Her first outfit - She has her hair down, and she has a blue sparkly headband on her head, with a blue flower with pink in the middle. She wears a blue shirt with long sleeves, and wears a dark purple skirt, and is also wearing blue boots with white on them.

Her second outfit- Her hair is more shorter, she is wearing the same blue headband, the same skirt and shoes. But, she is wearing a blue shirt with short sleeves, which has white near the top and the bottom.

Personality

She is a kind, impulsive, and creative 14-year old designer, and the new girl at PINY. She is a part of the Indie Girls team. Michelle is a girl of humble origins and possesses a great talent for design and fashion. She has always dreamed of being able to create her own brand of clothing and now she has become a PINY student, her dream could come true. Her creativity and perseverance will certainly be key to achieving her dreams.

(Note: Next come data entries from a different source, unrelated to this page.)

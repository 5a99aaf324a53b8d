// ABOUTME: Enumerations and value types shared across the daemon and its D-Bus surface
// ABOUTME: States, bands, network modes, error kinds, charsets and interface names

mod charset;
mod error_kind;
mod interface;
mod modem_state;
mod network;

pub use charset::Charset;
pub use error_kind::{CmeCode, CmsCode, ErrorKind};
pub use interface::Interface;
pub use modem_state::{ModemState, UssdState};
pub use network::{
    AccessTech, AllowedAuth, AllowedMode, Band, IpMethod, NetworkMode, NetworkOperator, RegStatus,
    RegistrationInfo, rssi_to_percentage,
};
// ABOUTME: org.freedesktop.ModemManager.Modem.Gsm.Ussd: network-initiated and user-initiated USSD sessions
// ABOUTME: Initiate and Respond share the same exchange; State mirrors the session on the device

use super::DbusError;
use crate::wrapper::Wrapper;
use std::sync::Arc;
use zbus::interface;

pub struct UssdIface {
    wrapper: Arc<Wrapper>,
}

impl UssdIface {
    pub fn new(wrapper: Arc<Wrapper>) -> Self {
        Self { wrapper }
    }
}

#[interface(name = "org.freedesktop.ModemManager.Modem.Gsm.Ussd")]
impl UssdIface {
    /// Start a session with `command`, returning the network's answer.
    async fn initiate(&self, command: String) -> Result<String, DbusError> {
        Ok(self.wrapper.send_ussd(&command).await?)
    }

    async fn respond(&self, response: String) -> Result<String, DbusError> {
        Ok(self.wrapper.send_ussd(&response).await?)
    }

    async fn cancel(&self) -> Result<(), DbusError> {
        Ok(self.wrapper.cancel_ussd().await?)
    }

    #[zbus(property)]
    fn state(&self) -> String {
        self.wrapper.ussd_state().as_str().to_string()
    }
}
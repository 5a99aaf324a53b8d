// ABOUTME: D-Bus surface of the daemon: one object per device with the ModemManager interfaces
// ABOUTME: Maps modem errors to their stable error names and re-emits device signals on the bus

mod card;
mod contacts;
mod manager;
mod modem;
mod network;
mod simple;
mod sms;
mod ussd;

pub use card::CardIface;
pub use contacts::ContactsIface;
pub use manager::{MANAGER_INTERFACE, MANAGER_PATH, ManagerIface, serve_manager};
pub use modem::ModemIface;
pub use network::NetworkIface;
pub use simple::SimpleIface;
pub use sms::SmsIface;
pub use ussd::UssdIface;

use crate::datatypes::{ErrorKind, Interface};
use crate::error::ModemError;
use crate::signals::Signal;
use crate::status::PropValue;
use crate::wrapper::Wrapper;
use std::collections::HashMap;
use std::sync::Arc;
use thiserror::Error;
use tokio::sync::broadcast::error::RecvError;
use tokio::task::JoinHandle;
use tracing::{debug, warn};
use zbus::message::Header;
use zbus::names::{BusName, ErrorName};
use zbus::object_server::SignalEmitter;
use zbus::zvariant::Value;
use zbus::{Connection, Message};

pub const SERVICE_NAME: &str = "org.freedesktop.ModemManager";

const PROPERTIES_INTERFACE: &str = "org.freedesktop.DBus.Properties";

/// Error returned to D-Bus callers under the name of the failure kind.
#[derive(Debug, Error)]
#[error("{name}: {description}")]
pub struct DbusError {
    name: String,
    description: String,
}

impl DbusError {
    /// Bad argument from the caller.
    pub fn input(description: impl Into<String>) -> DbusError {
        DbusError {
            name: ErrorKind::InputValueError.dbus_name(),
            description: description.into(),
        }
    }
}

impl From<ModemError> for DbusError {
    fn from(e: ModemError) -> Self {
        DbusError {
            name: e.dbus_name(),
            description: e.text(),
        }
    }
}

impl From<zbus::Error> for DbusError {
    fn from(e: zbus::Error) -> Self {
        DbusError {
            name: ErrorKind::GenericError.dbus_name(),
            description: e.to_string(),
        }
    }
}

impl zbus::DBusError for DbusError {
    fn create_reply(&self, call: &Header<'_>) -> zbus::Result<Message> {
        Message::error(call, self.name())?.build(&(self.description.as_str(),))
    }

    fn name(&self) -> ErrorName<'_> {
        ErrorName::from_str_unchecked(&self.name)
    }

    fn description(&self) -> Option<&str> {
        Some(&self.description)
    }
}

/// Dictionary entries as clients receive them in `a{sv}` replies.
pub type Dict = HashMap<String, Value<'static>>;

fn prop_value(value: PropValue) -> Value<'static> {
    match value {
        PropValue::Str(s) => Value::from(s),
        PropValue::U32(n) => Value::from(n),
        PropValue::Bool(b) => Value::from(b),
    }
}

fn str_prop(wrapper: &Wrapper, interface: Interface, name: &str) -> String {
    wrapper
        .board()
        .property(interface, name)
        .and_then(|v| v.as_str().map(str::to_string))
        .unwrap_or_default()
}

fn u32_prop(wrapper: &Wrapper, interface: Interface, name: &str) -> u32 {
    wrapper
        .board()
        .property(interface, name)
        .and_then(|v| v.as_u32())
        .unwrap_or_default()
}

fn bool_prop(wrapper: &Wrapper, interface: Interface, name: &str) -> bool {
    wrapper
        .board()
        .property(interface, name)
        .and_then(|v| v.as_bool())
        .unwrap_or_default()
}

/// Register every device interface at `path` and start re-emitting the
/// device's signals there.
pub async fn export_device(
    conn: &Connection,
    path: &str,
    wrapper: Arc<Wrapper>,
) -> zbus::Result<JoinHandle<()>> {
    // subscribe first so nothing emitted during export is lost
    let signals = wrapper.board().subscribe();
    let server = conn.object_server();
    server.at(path, ModemIface::new(wrapper.clone())).await?;
    server.at(path, SimpleIface::new(wrapper.clone())).await?;
    server.at(path, CardIface::new(wrapper.clone())).await?;
    server.at(path, ContactsIface::new(wrapper.clone())).await?;
    server.at(path, NetworkIface::new(wrapper.clone())).await?;
    server.at(path, SmsIface::new(wrapper.clone())).await?;
    server.at(path, UssdIface::new(wrapper.clone())).await?;

    let emitter = SignalEmitter::new(conn, path.to_string())?;
    let task = tokio::spawn(forward_signals(conn.clone(), emitter, wrapper, signals));
    debug!(path, "device exported");
    Ok(task)
}

pub async fn unexport_device(conn: &Connection, path: &str) -> zbus::Result<()> {
    let server = conn.object_server();
    server.remove::<ModemIface, _>(path).await?;
    server.remove::<SimpleIface, _>(path).await?;
    server.remove::<CardIface, _>(path).await?;
    server.remove::<ContactsIface, _>(path).await?;
    server.remove::<NetworkIface, _>(path).await?;
    server.remove::<SmsIface, _>(path).await?;
    server.remove::<UssdIface, _>(path).await?;
    debug!(path, "device unexported");
    Ok(())
}

async fn forward_signals(
    conn: Connection,
    emitter: SignalEmitter<'static>,
    wrapper: Arc<Wrapper>,
    mut signals: tokio::sync::broadcast::Receiver<Signal>,
) {
    loop {
        let signal = match signals.recv().await {
            Ok(signal) => signal,
            Err(RecvError::Lagged(missed)) => {
                warn!(missed, "signal forwarder fell behind");
                continue;
            }
            Err(RecvError::Closed) => return,
        };
        let name = signal.name();
        if let Err(e) = emit(&conn, &emitter, &wrapper, signal).await {
            warn!(signal = name, error = %e, "could not emit signal");
        }
    }
}

async fn emit(
    conn: &Connection,
    emitter: &SignalEmitter<'static>,
    wrapper: &Wrapper,
    signal: Signal,
) -> zbus::Result<()> {
    match signal {
        Signal::SignalQuality(quality) => NetworkIface::signal_quality(emitter, quality).await,
        Signal::NetworkMode(mode) => NetworkIface::network_mode(emitter, mode as u32).await,
        Signal::RegistrationInfo(info) => {
            NetworkIface::registration_info(
                emitter,
                info.status as u32,
                &info.operator_code,
                &info.operator_name,
            )
            .await
        }
        Signal::SmsReceived { index, completed } => {
            SmsIface::sms_received(emitter, index, completed).await
        }
        Signal::Completed(index) => SmsIface::completed(emitter, index, true).await,
        Signal::Delivered(reference) => SmsIface::delivered(emitter, reference).await,
        Signal::MmsReceived { index, headers } => {
            let headers: HashMap<String, Value<'static>> = headers
                .into_iter()
                .map(|(k, v)| (k, Value::from(v)))
                .collect();
            SmsIface::mms_received(emitter, index, headers).await
        }
        Signal::StateChanged { old, new } => {
            ModemIface::modem_state_changed(emitter, old as u32, new as u32, 0).await
        }
        Signal::PropertyChanged { interface, name } => {
            let Some(value) = wrapper.board().property(interface, &name) else {
                return Ok(());
            };
            let changed: HashMap<&str, Value<'_>> =
                HashMap::from([(name.as_str(), prop_value(value))]);
            conn.emit_signal(
                None::<BusName<'_>>,
                emitter.path().clone(),
                PROPERTIES_INTERFACE,
                "PropertiesChanged",
                &(interface.name(), changed, Vec::<&str>::new()),
            )
            .await
        }
        // internal signals with no D-Bus counterpart
        Signal::CregReceived(_)
        | Signal::CallReceived
        | Signal::Connected
        | Signal::Disconnected
        | Signal::DialStats { .. } => Ok(()),
    }
}

/// Read a string entry of an `a{sv}` argument.
fn dict_str<'a>(dict: &'a HashMap<String, zbus::zvariant::OwnedValue>, key: &str) -> Option<&'a str> {
    match dict.get(key).map(|v| &**v) {
        Some(Value::Str(s)) => Some(s.as_str()),
        _ => None,
    }
}

fn dict_u32(dict: &HashMap<String, zbus::zvariant::OwnedValue>, key: &str) -> Option<u32> {
    match dict.get(key).map(|v| &**v) {
        Some(Value::U32(n)) => Some(*n),
        Some(Value::I32(n)) => u32::try_from(*n).ok(),
        _ => None,
    }
}

fn dict_bool(dict: &HashMap<String, zbus::zvariant::OwnedValue>, key: &str) -> Option<bool> {
    match dict.get(key).map(|v| &**v) {
        Some(Value::Bool(b)) => Some(*b),
        _ => None,
    }
}

#[cfg(test)]
mod tests {
    use super::*;
    use zbus::zvariant::OwnedValue;

    #[test]
    fn test_error_names() {
        let err = DbusError::from(ModemError::new(ErrorKind::SimPinRequired, "+CPIN: SIM PIN"));
        assert_eq!(
            zbus::DBusError::name(&err).as_str(),
            "org.freedesktop.ModemManager.Modem.Gsm.SimPinRequired"
        );
        assert_eq!(zbus::DBusError::description(&err), Some("+CPIN: SIM PIN"));

        let err = DbusError::from(ModemError::PortClosed);
        assert_eq!(
            zbus::DBusError::name(&err).as_str(),
            "org.freedesktop.ModemManager.Error"
        );
        let err = DbusError::input("bad charset");
        assert_eq!(
            zbus::DBusError::name(&err).as_str(),
            ErrorKind::InputValueError.dbus_name()
        );
    }

    #[test]
    fn test_dict_accessors() {
        let owned = |v: Value<'_>| -> OwnedValue { v.try_to_owned().unwrap() };
        let mut dict = HashMap::new();
        dict.insert("apn".to_string(), owned(Value::from("internet")));
        dict.insert("band".to_string(), owned(Value::from(0x80u32)));
        dict.insert("status_request".to_string(), owned(Value::from(true)));
        assert_eq!(dict_str(&dict, "apn"), Some("internet"));
        assert_eq!(dict_u32(&dict, "band"), Some(0x80));
        assert_eq!(dict_bool(&dict, "status_request"), Some(true));
        assert_eq!(dict_str(&dict, "band"), None);
        assert_eq!(dict_u32(&dict, "missing"), None);
    }

    #[test]
    fn test_prop_values() {
        assert_eq!(prop_value(PropValue::U32(40)), Value::from(40u32));
        assert_eq!(prop_value(PropValue::Str("sim-pin".into())), Value::from("sim-pin"));
    }
}
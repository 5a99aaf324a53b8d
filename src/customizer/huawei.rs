// ABOUTME: Huawei family: ^-prefixed notifications, ^SYSCFG band and mode selection, operator name cleanup
// ABOUTME: SMSC changes go through IRA because these firmwares reject a UCS2 encoded number

use super::{BoxFuture, Code, Customizer};
use crate::datatypes::{Band, Charset, NetworkMode, rssi_to_percentage};
use crate::error::{ModemError, ModemResult};
use crate::protocol::{CommandEntry, Translation, arg};
use crate::signals::{Capability, Signal};
use crate::wrapper::Wrapper;
use regex::Regex;

/// `^SYSCFG` band value meaning "any band". It cannot be combined.
const ANY_BAND: u32 = 0x3FFF_FFFF;

const CONN_DICT: [(NetworkMode, Code); 10] = [
    (NetworkMode::Gprs, Code::Pair(13, 1)),
    (NetworkMode::Edge, Code::Pair(13, 1)),
    (NetworkMode::TwoGOnly, Code::Pair(13, 1)),
    (NetworkMode::Umts, Code::Pair(14, 2)),
    (NetworkMode::Hsdpa, Code::Pair(14, 2)),
    (NetworkMode::Hsupa, Code::Pair(14, 2)),
    (NetworkMode::Hspa, Code::Pair(14, 2)),
    (NetworkMode::ThreeGOnly, Code::Pair(14, 2)),
    (NetworkMode::TwoGPreferred, Code::Pair(2, 1)),
    (NetworkMode::ThreeGPreferred, Code::Pair(2, 2)),
];

const BAND_DICT: [(Band, Code); 8] = [
    (Band::ANY, Code::Num(ANY_BAND)),
    (Band::DCS, Code::Num(0x0000_0080)),
    (Band::EGSM, Code::Num(0x0000_0100)),
    (Band::PCS, Code::Num(0x0020_0000)),
    (Band::G850, Code::Num(0x0008_0000)),
    (Band::U2100, Code::Num(0x0040_0000)),
    (Band::U1900, Code::Num(0x0080_0000)),
    (Band::U850, Code::Num(0x0400_0000)),
];

/// Translate `^MODE: <sys_mode>,<sys_submode>` into a network mode.
pub fn huawei_conn_mode(args: &str) -> ModemResult<Option<Signal>> {
    let mode = match args.replace(' ', "").as_str() {
        "0,0" | "0,2" | "5,0" => NetworkMode::Unknown,
        "3,0" | "3,1" | "3,2" | "3,3" => NetworkMode::Gprs,
        "5,4" => NetworkMode::Umts,
        "5,5" => NetworkMode::Hsdpa,
        "5,6" => NetworkMode::Hsupa,
        // 5,9 is HSPA+
        "5,7" | "5,9" => NetworkMode::Hspa,
        other => return Err(ModemError::InvalidData(format!("unknown ^MODE {:?}", other))),
    };
    Ok(Some(Signal::NetworkMode(mode)))
}

/// Translate `^DSFLOWRPT`: seven hex fields, of which the second and
/// third are the octets per second sent and received.
pub fn huawei_speed_report(args: &str) -> ModemResult<Option<Signal>> {
    let fields = args
        .split(',')
        .map(|f| u64::from_str_radix(f.trim(), 16))
        .collect::<Result<Vec<_>, _>>()
        .map_err(|e| ModemError::InvalidData(format!("bad ^DSFLOWRPT {:?}: {}", args, e)))?;
    if fields.len() != 7 {
        return Err(ModemError::InvalidData(format!("bad ^DSFLOWRPT {:?}", args)));
    }
    Ok(Some(Signal::DialStats {
        tx_bps: fields[1] * 8,
        rx_bps: fields[2] * 8,
    }))
}

fn huawei_rssi(args: &str) -> ModemResult<Option<Signal>> {
    Ok(Some(Signal::SignalQuality(rssi_to_percentage(arg(args, 0)?))))
}

/// Remove the control characters some firmwares pad operator names with.
/// Names made of `F`s come from an unprogrammed SIM field.
fn clean_operator_name(name: &str) -> String {
    if name.starts_with("FF") {
        return "Unknown Network".to_string();
    }
    name.chars()
        .filter(|c| c.is_ascii_alphanumeric() || matches!(c, '.' | '-') || c.is_whitespace())
        .collect()
}

/// Current `^SYSCFG?` settings.
#[derive(Copy, Clone, Debug, PartialEq, Eq)]
struct SysCfg {
    mode_a: u32,
    mode_b: u32,
    band: u32,
    roam: u32,
    srv: u32,
}

impl SysCfg {
    fn network_mode(&self) -> NetworkMode {
        match (self.mode_a, self.mode_b) {
            (2, 1) => NetworkMode::TwoGPreferred,
            (2, 2) => NetworkMode::ThreeGPreferred,
            (13, 1) => NetworkMode::TwoGOnly,
            (14, 2) => NetworkMode::ThreeGOnly,
            _ => NetworkMode::Any,
        }
    }

    fn bands(&self) -> Band {
        if self.band == ANY_BAND {
            return Band::ANY;
        }
        BAND_DICT
            .iter()
            .filter(|(band, code)| *band != Band::ANY && matches!(code, Code::Num(v) if v & self.band != 0))
            .fold(Band::UNKNOWN, |acc, (band, _)| acc | *band)
    }

    fn command(&self) -> String {
        format!(
            "AT^SYSCFG={},{},{:X},{},{}",
            self.mode_a, self.mode_b, self.band, self.roam, self.srv
        )
    }
}

/// Vendor band mask for `band`. Zero when nothing in it is supported.
fn band_mask(band: Band) -> u32 {
    if band == Band::ANY {
        return ANY_BAND;
    }
    BAND_DICT
        .iter()
        .filter(|(b, _)| *b != Band::ANY && band.contains(*b))
        .filter_map(|(_, code)| code.num())
        .fold(0, |acc, v| acc | v)
}

async fn get_syscfg(wrapper: &Wrapper) -> ModemResult<SysCfg> {
    let reply = wrapper.query("AT^SYSCFG?", "get_syscfg").await?;
    let caps = reply.first()?;
    let band = u32::from_str_radix(caps.str("theband"), 16)
        .map_err(|_| ModemError::InvalidData(format!("bad ^SYSCFG band {:?}", caps.str("theband"))))?;
    Ok(SysCfg {
        mode_a: caps.parse("modea")?,
        mode_b: caps.parse("modeb")?,
        band,
        roam: caps.parse("roam")?,
        srv: caps.parse("srv")?,
    })
}

fn get_band(wrapper: &Wrapper) -> BoxFuture<'_, ModemResult<Band>> {
    Box::pin(async move { Ok(get_syscfg(wrapper).await?.bands()) })
}

fn set_band(wrapper: &Wrapper, band: Band) -> BoxFuture<'_, ModemResult<()>> {
    Box::pin(async move {
        let mut cfg = get_syscfg(wrapper).await?;
        // Unsatisfiable requests leave the band untouched
        let mask = band_mask(band);
        if mask != 0 {
            cfg.band = mask;
        }
        wrapper.send_at(&cfg.command()).await
    })
}

fn get_network_mode(wrapper: &Wrapper) -> BoxFuture<'_, ModemResult<NetworkMode>> {
    Box::pin(async move { Ok(get_syscfg(wrapper).await?.network_mode()) })
}

fn set_network_mode(wrapper: &Wrapper, mode: NetworkMode) -> BoxFuture<'_, ModemResult<()>> {
    Box::pin(async move {
        let mut cfg = get_syscfg(wrapper).await?;
        if let Ok(Code::Pair(a, b)) = wrapper.custom().conn_code(mode) {
            cfg.mode_a = a;
            cfg.mode_b = b;
        }
        wrapper.send_at(&cfg.command()).await
    })
}

fn set_smsc(wrapper: &Wrapper, smsc: String) -> BoxFuture<'_, ModemResult<()>> {
    Box::pin(async move {
        let guard = wrapper.charset_guard(Charset::Ira).await?;
        let result = wrapper.set_smsc_encoded(&smsc, guard.charset()).await;
        guard.restore().await?;
        result
    })
}

pub(super) fn customizer() -> ModemResult<Customizer> {
    let mut custom = Customizer::generic()?;
    custom.family = "huawei";
    custom.async_regex = Some(Regex::new(r"\r\n(?P<signal>\^[A-Z]{3,9}):(?P<args>.*)\r\n")?);
    custom.band_dict = BAND_DICT.to_vec();
    custom.conn_dict = CONN_DICT.to_vec();
    custom.capabilities = vec![Capability::NetworkMode, Capability::SignalQuality, Capability::Speed];

    custom.catalog.insert(
        "get_syscfg",
        CommandEntry::extract(
            r"\r\n\^SYSCFG:(?P<modea>\d+),(?P<modeb>\d+),(?P<theband>[0-9A-F]*),(?P<roam>\d),(?P<srv>\d)\r\n",
        )?,
    );
    custom.catalog.insert(
        "get_radio_status",
        CommandEntry::extract_until(r"\r\n\+CFUN:\s?(?P<status>\d)\r\n", r"\r\n\+CFUN:\s?\d\r\n")?,
    );

    custom.translate("^MODE", Translation::Transform(huawei_conn_mode));
    custom.translate("^RSSI", Translation::Transform(huawei_rssi));
    custom.translate("^DSFLOWRPT", Translation::Transform(huawei_speed_report));
    for ignored in ["^BOOT", "^SRVST", "^SIMST", "^CEND"] {
        custom.translate(ignored, Translation::Swallow);
    }

    custom.hooks.get_band = Some(get_band);
    custom.hooks.set_band = Some(set_band);
    custom.hooks.get_network_mode = Some(get_network_mode);
    custom.hooks.set_network_mode = Some(set_network_mode);
    custom.hooks.set_smsc = Some(set_smsc);
    custom.hooks.clean_operator_name = Some(clean_operator_name);

    custom.sim_init = vec![
        "AT^CURC=1".to_string(),
        "AT+COPS=3,0".to_string(),
        "AT+CPMS=\"SM\",\"SM\",\"SM\"".to_string(),
    ];
    Ok(custom)
}

#[cfg(test)]
mod tests {
    use super::*;
    use crate::wrapper::testing::{drain, wrapper_with};

    const SYSCFG: &str = "\r\n^SYSCFG:2,2,3FFFFFFF,1,2\r\n\r\nOK\r\n";

    #[test]
    fn test_mode_notifications() {
        assert_eq!(
            huawei_conn_mode("5,5").unwrap(),
            Some(Signal::NetworkMode(NetworkMode::Hsdpa))
        );
        assert_eq!(
            huawei_conn_mode("3,2").unwrap(),
            Some(Signal::NetworkMode(NetworkMode::Gprs))
        );
        assert!(huawei_conn_mode("9,9").is_err());
    }

    #[test]
    fn test_speed_report() {
        let signal = huawei_speed_report("00000010,00000100,00000200,0,0,0,0").unwrap();
        assert_eq!(signal, Some(Signal::DialStats { tx_bps: 0x800, rx_bps: 0x1000 }));
        assert!(huawei_speed_report("1,2").is_err());
    }

    #[test]
    fn test_operator_cleanup() {
        assert_eq!(clean_operator_name("vodafone ES@\u{1a}"), "vodafone ES");
        assert_eq!(clean_operator_name("FFFFFF"), "Unknown Network");
    }

    #[test]
    fn test_syscfg_decoding() {
        let cfg = SysCfg { mode_a: 14, mode_b: 2, band: 0x0040_0180, roam: 1, srv: 2 };
        assert_eq!(cfg.network_mode(), NetworkMode::ThreeGOnly);
        assert_eq!(cfg.bands(), Band::U2100 | Band::DCS | Band::EGSM);
        assert_eq!(cfg.command(), "AT^SYSCFG=14,2,400180,1,2");
        assert_eq!(band_mask(Band::ANY), ANY_BAND);
        assert_eq!(band_mask(Band::U17IX), 0);
    }

    #[tokio::test]
    async fn test_set_network_mode_keeps_band() {
        let (wrapper, mut seen) = wrapper_with(
            customizer().unwrap(),
            vec![("AT^SYSCFG?", SYSCFG.into())],
        );
        wrapper.set_network_mode(NetworkMode::TwoGOnly).await.unwrap();
        assert_eq!(
            drain(&mut seen),
            vec!["AT^SYSCFG?", "AT^SYSCFG=13,1,3FFFFFFF,1,2"]
        );
        assert_eq!(wrapper.get_band().await.unwrap(), Band::ANY);
        assert_eq!(wrapper.get_network_mode().await.unwrap(), NetworkMode::ThreeGPreferred);
    }

    #[tokio::test]
    async fn test_set_band() {
        let (wrapper, mut seen) = wrapper_with(
            customizer().unwrap(),
            vec![("AT^SYSCFG?", SYSCFG.into())],
        );
        wrapper.set_band(Band::U2100).await.unwrap();
        assert_eq!(drain(&mut seen)[1], "AT^SYSCFG=2,2,400000,1,2");
    }
}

She is quite friendly and speaks for her human rights. Let's say, Julia Cooper would not get in her way for being well. Michelle Fairchild has two roommates, Tasha and Lilith, who are also her best friends in the school. They hang out together and support each other.

Michelle points out where she has gone wrong. An example is shown in the episode Hire Me. Michelle was part of a TV show hosted by Annie Summers but she finally realized having the job was a big mistake as in Secret Non-Admirer she publishes a picture of Julia and did not own up to it because she was scared of losing her scholarship. Michelle also has a huge crush on Will.

Michelle is sweet and determined. She will stop at nothing when she has her mind set to get whatever she wants! She can be stubborn at times, though. For example, in episode 26, " Who is Michelle", she is mean to her best friends because the fact that she is adopted makes her not feel like herself anymore - she feels like nobody but at the end of the episode, she manages to apologize to her friends. However, she is a very sweet person in the long run. She is also quite clumsy, especially around Julia.

Tasha - Appearance

Tasha has moderate vermilion hair and luminous vivid amber eyes.

Like the rest of the female main characters, Tasha is usually seen wearing two different outfits in the series.

Her most common outfit would be a luminous vivid amber dress with black and luminous vivid amber striped skirt underneath a green and white jacket. She wears very pale amber leggings. On her feet is a pair of luminous vivid amber mid-heel boots with deep amber heels, quarter, and laces. Her hair would be styled into an afro with bangs. On her head, she would wear a vivid spring green and pale, light grayish spring green colors headband with a pale amber wing decoration at each ends.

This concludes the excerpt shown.